Written by Josh Heng on

CircuitVerse is a free and open source platform for creating and testing digital logic circuits. It's supported by a large, international community and also includes sharing capabilities, groups and educational resources.

Disclaimer - I have contributed to the development of CircuitVerse and have been asked to write this blog post


What is CircuitVerse and What Can You Do?

The CircuitVerse logo
CircuitVerse provides an online simulator, where users can construct and share digital logic circuits. It also provides an Interactive Book which covers the basics of digital logic design.

The circuit below is an asynchronous counter, made in CircuitVerse. It's interactive - you can increase the count by clicking the button.

Creating Circuits

A simple AND gate in CircuitVerse
Circuits can be created in the simulator.


Here is a quick run through of the UI:

  • The left toolbar provides the Circuit Elements menu and properties for the entire project or a specific component.
  • The top bar provides quick actions that can be performed on the project, such as saving, loading and exporting to images.
  • The grid on the right is the main window, where your circuit can be assembled and connected.
  • Scrolling up and down will zoom in and out.
  • Dragging (without selecting an object) will pan the view.

Assembling Circuits

  • Components can be added by dragging and dropping an element from the left menu.
  • Wires can be created by dragging on the green nodes.
  • Inputs can be toggled by clicking on them.

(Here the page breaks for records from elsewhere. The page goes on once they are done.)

use crate::client::ApiClient;
use crate::dto::settings_dto::TestCallPayload;
use crate::error::{Error, Result};
use crate::models::settings::{ConnectionCheck, RingAiConfig};
use crate::services::email_service::connection_check;

/// Voice-screening provider settings.
#[derive(Clone)]
pub struct RingAiService {
    client: ApiClient,
}

impl RingAiService {
    pub fn new(client: ApiClient) -> Self {
        Self { client }
    }

    pub async fn get(&self) -> Result<RingAiConfig> {
        let config: Option<RingAiConfig> = self.client.get("ring-ai/config").await?;
        Ok(config.unwrap_or_default())
    }

    pub async fn update(&self, config: &RingAiConfig) -> Result<Option<RingAiConfig>> {
        if let (Some(start), Some(end)) = (&config.call_window_start, &config.call_window_end) {
            let start = crate::utils::time::parse_time(start)?;
            let end = crate::utils::time::parse_time(end)?;
            if start >= end {
                return Err(Error::Validation(
                    "Call window start must be before its end".to_string(),
                ));
            }
        }
        self.client.put("ring-ai/config", config).await
    }

    pub async fn test_call(&self, phone_number: &str) -> Result<ConnectionCheck> {
        let phone_number = phone_number.trim();
        if phone_number.is_empty() {
            return Err(Error::Validation("Please enter a phone number".to_string()));
        }
        let envelope = self
            .client
            .post_envelope::<Option<ConnectionCheck>, _>(
                "ring-ai/test-call",
                &TestCallPayload {
                    phone_number: phone_number.to_string(),
                },
            )
            .await?;
        Ok(connection_check(envelope))
    }
}
use serde::Deserialize;

use crate::client::{ApiClient, Envelope};
use crate::dto::settings_dto::{SendTestEmailPayload, TemplatePreviewRequest};
use crate::error::Result;
use crate::models::settings::{ConnectionCheck, EmailConfig, EmailPreset, EmailTemplate, TemplatePreview};

/// SMTP settings and the templates used by outgoing mail.
#[derive(Clone)]
pub struct EmailService {
    client: ApiClient,
}

#[derive(Debug, Deserialize)]
#[serde(untagged)]
enum PresetPayload {
    List(Vec<EmailPreset>),
    Keyed(std::collections::BTreeMap<String, EmailPreset>),
}

#[derive(Debug, Deserialize)]
#[serde(untagged)]
enum TemplateListPayload {
    Wrapped { templates: Vec<EmailTemplate> },
    Items(Vec<EmailTemplate>),
}

impl EmailService {
    pub fn new(client: ApiClient) -> Self {
        Self { client }
    }

    pub async fn get_config(&self) -> Result<Option<EmailConfig>> {
        self.client.get("email-config").await
    }

    pub async fn create_config(&self, config: &EmailConfig) -> Result<Option<EmailConfig>> {
        self.client.post("email-config", config).await
    }

    pub async fn update_config(&self, config: &EmailConfig) -> Result<Option<EmailConfig>> {
        match &config.id {
            Some(id) => self.client.put(&format!("email-config/{}", id), config).await,
            None => self.client.put("email-config", config).await,
        }
    }

    pub async fn delete_config(&self, id: &str) -> Result<()> {
        self.client
            .delete::<serde_json::Value>(&format!("email-config/{}", id))
            .await?;
        Ok(())
    }

    /// Flips the active flag of the stored configuration.
    pub async fn toggle(&self, id: &str) -> Result<Option<EmailConfig>> {
        self.client
            .patch(&format!("email-config/{}/toggle", id), &serde_json::json!({}))
            .await
    }

    pub async fn presets(&self) -> Result<Vec<EmailPreset>> {
        let payload: PresetPayload = self.client.get("email-config/presets").await?;
        Ok(match payload {
            PresetPayload::List(items) => items,
            PresetPayload::Keyed(map) => map
                .into_iter()
                .map(|(key, mut preset)| {
                    if preset.name.is_empty() {
                        preset.name = key;
                    }
                    preset
                })
                .collect(),
        })
    }

    pub async fn test_connection(&self, config: &EmailConfig) -> Result<ConnectionCheck> {
        let envelope = self
            .client
            .post_envelope::<Option<ConnectionCheck>, _>("email-config/test-connection", config)
            .await?;
        Ok(connection_check(envelope))
    }

    pub async fn send_test(&self, payload: &SendTestEmailPayload) -> Result<ConnectionCheck> {
        let envelope = self
            .client
            .post_envelope::<Option<ConnectionCheck>, _>("email-config/send-test", payload)
            .await?;
        Ok(connection_check(envelope))
    }

    pub async fn templates(&self) -> Result<Vec<EmailTemplate>> {
        let payload: TemplateListPayload = self.client.get("email-templates").await?;
        Ok(match payload {
            TemplateListPayload::Wrapped { templates } => templates,
            TemplateListPayload::Items(items) => items,
        })
    }

    pub async fn template(&self, template_type: &str) -> Result<EmailTemplate> {
        self.client.get(&format!("email-templates/{}", template_type)).await
    }

    pub async fn create_template(&self, template: &EmailTemplate) -> Result<Option<EmailTemplate>> {
        self.client.post("email-templates", template).await
    }

    pub async fn update_template(&self, template: &EmailTemplate) -> Result<Option<EmailTemplate>> {
        self.client
            .put(&format!("email-templates/{}", template.template_type), template)
            .await
    }

    pub async fn delete_template(&self, template_type: &str) -> Result<()> {
        self.client
            .delete::<serde_json::Value>(&format!("email-templates/{}", template_type))
            .await?;
        Ok(())
    }

    pub async fn reset_template(&self, template_type: &str) -> Result<Option<EmailTemplate>> {
        self.client
            .post(
                &format!("email-templates/{}/reset", template_type),
                &serde_json::json!({}),
            )
            .await
    }

    pub async fn preview(&self, request: &TemplatePreviewRequest) -> Result<TemplatePreview> {
        self.client.post("email-templates/preview", request).await
    }
}

/// Test endpoints report either a data object or only `{success, message}`.
/// A `success` flag inside `data` overrides the top-level one.
pub(crate) fn connection_check(envelope: Envelope<Option<ConnectionCheck>>) -> ConnectionCheck {
    let top_level = envelope
        .raw
        .get("success")
        .and_then(|v| v.as_bool())
        .unwrap_or(true);
    let data_flag = envelope
        .raw
        .get("data")
        .and_then(|d| d.get("success"))
        .and_then(|v| v.as_bool());
    match envelope.data {
        Some(mut check) => {
            check.success = data_flag.unwrap_or(top_level);
            if check.message.is_none() {
                check.message = envelope.message;
            }
            check
        }
        None => ConnectionCheck {
            success: top_level,
            message: envelope.message,
        },
    }
}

To begin with, try just dragging a simple input and output element to the grid, connecting them and seeing what happens.

Saving and Loading Circuits

  • Circuits can be saved online or offline. I would always recommend saving circuits online.
  • An online save will require you to create a free account and allows sharing and accessing your circuits from other devices.
  • An offline save saves the circuit in your local browser cache.
  • When saving a circuit, you can enter its details.
  • Tags and a description can be added to explain what your circuit does.
  • You can set the visibility of your circuit to public, private or limited access.

Sharing and Embedding Circuits

Embedding circuits in CircuitVerse

  • Circuits can be shared publicily by setting your project visibility to public.
  • Circuits can be shared to specific people by sending someone the URL of your circuit and setting your project visibility to limited access.

Circuits can also be embedded onto your website. To do this, click the embed button on the project page and copy the code provided. This will result in an interactive circuit like the one below:

Forking Circuits

Forking circuits in CircuitVerse
Forking circuits in CircuitVerse works in a similar way to forking repositories in GitHub. It allows you to edit an already-published circuit made by someone else, keeping your changes in your own 'fork.' To fork a circuit, click the fork button on the project page.


Setting group assignments in CircuitVerse
CircuitVerse also offers the opportunity to create groups and assignments. This is primarily based for education scenarios, but anyone can do it!

  1. Go to your groups page by clicking on your account name in the top right corner.
  2. Click new group to create a group and give it a name.

Group members can then be added by entering their email. Existing users will receive an invite, whereas new users will get an email asking them to sign up.

Assignments enable you to create a task for your group members. In an assignment, you can choose to restrict the circuit elements used, set deadlines and grade responses. Groups are a widely used feature on CircuitVerse by universities - students can be set assignments to do in their own time, to reinforce their understanding of digital circuits.